My DS was an early walker and was also small for his age. He had only just started wearing 6-9m clothes when he became mobile, just for reference. He would walk very confidently holding a hand and enjoyed it, but we wouldn't allow it if it was busy. So shopping in Tesco in a quiet period was fine, walking through Meadowhall on a Saturday afternoon was not. And if he started faffing or got mardy he was quickly swept up into a football hold and into the buggy/trolley as soon as we could stop somewhere where we wouldn't obstruct others. XP was very firm about this and I agreed.

If he wanted to amble, that's what the park or soft play was for. Somewhere child friendly, not where others were rushing about or where he could get injured. He has EDS traits too and is prone to frequent soft tissue injuries, so I'm not going to risk him getting hurt. I still have to police him. He has ASD so can be a bit 'vague' at the best of times. I quite often find myself steering him out of the way of people rushing/with trolleys/ buggies.

There's a time and place for everything. Yes little ones need to practice, but not where they could be injured or cause others injury in a busy environment. And theres a massive difference between the toddlers who are being properly supervised and those who are just roaming whilst the parent is looking at/doing something else. I just don't understand why others don't get this.

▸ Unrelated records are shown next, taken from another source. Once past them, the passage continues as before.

use std::collections::HashMap;
use std::time::{Duration, Instant};

use chrono::Utc;
use serde::Serialize;
use tracing::{debug, error, info};

use crate::bus::{BusMessage, EventProducer};
use crate::rules::RuleViolation;

/// Outbound alert payload, matching the wire contract exactly: field names,
/// nesting, and string-formatted numeric annotations are all part of the
/// contract consumers observe.
#[derive(Debug, Serialize)]
pub struct AlertPayload {
    pub alert_name: String,
    pub service: String,
    pub severity: String,
    pub timestamp: String,
    pub fingerprint: String,
    pub labels: HashMap<String, String>,
    pub annotations: HashMap<String, String>,
}

fn fingerprint(violation: &RuleViolation) -> String {
    format!("{}:{}", violation.rule_name, violation.service)
}

fn build_payload(violation: &RuleViolation, fp: &str) -> AlertPayload {
    let mut labels = HashMap::new();
    labels.insert("service".to_string(), violation.service.clone());
    labels.insert("alertname".to_string(), violation.rule_name.to_string());
    labels.insert("severity".to_string(), violation.severity.as_str().to_string());

    let mut annotations = HashMap::new();
    annotations.insert("summary".to_string(), violation.message.clone());
    annotations.insert(
        "value".to_string(),
        format!("{:.4}", violation.value),
    );
    annotations.insert("threshold".to_string(), violation.threshold.to_string());

    AlertPayload {
        alert_name: violation.rule_name.to_string(),
        service: violation.service.clone(),
        severity: violation.severity.as_str().to_string(),
        timestamp: Utc::now().to_rfc3339(),
        fingerprint: fp.to_string(),
        labels,
        annotations,
    }
}

/// Tracks the instant each alert fingerprint was last successfully emitted,
/// for cooldown-based deduplication.
#[derive(Debug, Default)]
pub struct ActiveAlerts {
    last_fired: HashMap<String, Instant>,
}

impl ActiveAlerts {
    pub fn new() -> Self {
        Self::default()
    }

    fn last_fired_at(&self, fingerprint: &str) -> Option<Instant> {
        self.last_fired.get(fingerprint).copied()
    }

    fn record_fired(&mut self, fingerprint: &str, at: Instant) {
        self.last_fired.insert(fingerprint.to_string(), at);
    }
}

/// Publishes alerts to the outbound topic with fingerprint-based cooldown.
///
/// Fire-and-forget at the transport level: the producer's `Result` only
/// reports enqueue failure, not broker acknowledgment. On failure the
/// cooldown state is left untouched so the next detection cycle may retry.
pub struct AlertPublisher<P: EventProducer> {
    producer: P,
    alerts_topic: String,
    cooldown: Duration,
    active: ActiveAlerts,
}

impl<P: EventProducer> AlertPublisher<P> {
    pub fn new(producer: P, alerts_topic: String, cooldown_seconds: u64) -> Self {
        Self {
            producer,
            alerts_topic,
            cooldown: Duration::from_secs(cooldown_seconds),
            active: ActiveAlerts::new(),
        }
    }

    /// Drains any buffered sends in the underlying producer, bounded by the
    /// caller's own timeout. Called once during shutdown.
    pub async fn flush(&mut self) -> Result<(), crate::bus::BusError> {
        self.producer.flush().await
    }

    /// Publishes a single violation, respecting the per-fingerprint
    /// cooldown. Returns `true` if the alert was actually emitted.
    pub async fn publish(&mut self, violation: &RuleViolation) -> bool {
        let fp = fingerprint(violation);
        let now = Instant::now();

        if let Some(last) = self.active.last_fired_at(&fp) {
            if now.duration_since(last) < self.cooldown {
                debug!(fingerprint = %fp, "alert suppressed by cooldown");
                return false;
            }
        }

        let payload = build_payload(violation, &fp);
        let body = match serde_json::to_vec(&payload) {
            Ok(bytes) => bytes,
            Err(e) => {
                error!(error = %e, "failed to serialize alert payload");
                return false;
            }
        };

        let message = BusMessage {
            key: fp.clone(),
            payload: body,
        };

        match self.producer.produce(&self.alerts_topic, message).await {
            Ok(()) => {
                self.active.record_fired(&fp, now);
                info!(
                    alert_name = violation.rule_name,
                    service = %violation.service,
                    severity = violation.severity.as_str(),
                    "alert published"
                );
                true
            }
            Err(e) => {
                let err = crate::error::ProcessorError::TransientBus {
                    reason: e.to_string(),
                };
                error!(error = %err, "failed to publish alert");
                false
            }
        }
    }
}

#[cfg(test)]
mod tests {
    use super::*;
    use crate::bus::{FailingProducer, InMemoryBus};
    use crate::rules::Severity;

    fn sample_violation() -> RuleViolation {
        RuleViolation {
            rule_name: "HighLatencyP99",
            service: "api-service".to_string(),
            severity: Severity::Warning,
            value: 512.3456,
            threshold: 500.0,
            message: "P99 latency 512.3ms exceeds threshold 500.0ms".to_string(),
        }
    }

    #[tokio::test]
    async fn first_publish_emits_and_second_is_suppressed_by_cooldown() {
        let bus = InMemoryBus::new();
        let mut publisher = AlertPublisher::new(bus.producer(), "alerts.fired".to_string(), 300);
        let violation = sample_violation();

        assert!(publisher.publish(&violation).await);
        assert!(!publisher.publish(&violation).await);
    }

    #[tokio::test]
    async fn publish_after_cooldown_elapses_emits_again() {
        let bus = InMemoryBus::new();
        let mut publisher = AlertPublisher::new(bus.producer(), "alerts.fired".to_string(), 0);
        let violation = sample_violation();

        assert!(publisher.publish(&violation).await);
        // zero-second cooldown: the next publish is immediately eligible.
        assert!(publisher.publish(&violation).await);
    }

    #[tokio::test]
    async fn bus_rejection_returns_false_and_leaves_cooldown_untouched() {
        let mut publisher = AlertPublisher::new(FailingProducer, "alerts.fired".to_string(), 300);
        let violation = sample_violation();

        assert!(!publisher.publish(&violation).await);
        // cooldown state was never set, so a retry is immediately eligible
        // again rather than being suppressed by a cooldown that was never
        // actually entered.
        assert!(publisher
            .active
            .last_fired_at(&fingerprint(&violation))
            .is_none());
    }

    #[test]
    fn fingerprint_is_stable_for_equal_rule_and_service() {
        let a = sample_violation();
        let mut b = sample_violation();
        b.value = 999.0;
        assert_eq!(fingerprint(&a), fingerprint(&b));
    }

    #[test]
    fn payload_rounds_value_to_four_decimals() {
        let violation = sample_violation();
        let payload = build_payload(&violation, &fingerprint(&violation));
        assert_eq!(payload.annotations.get("value").unwrap(), "512.3456");
        assert_eq!(payload.fingerprint, "HighLatencyP99:api-service");
    }
}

Mumzypopz · 10/01/2017 19:17

Like many posters on here I am also amazed how many parents are saying "he won't hold my hand", or " he won't go in the buggy", or "he won't wear reins"?!!! Make them!!!!! They may have a screaming fit, but you have to show who is in charge surely?! They soon get used to it and comply. The more you give in, they more they learn that if they have a tantrum they get their own way.
Also amazed at people who say they can't go out, or "are in for 14 hours a day, so when we go to the shops I let him roam free"! What's wrong with taking them to a park and letting them roam free there, and when they are on a pavement by a road they have to hold hands, have reins or be in a buggy. It's about being in control and teaching them about safety.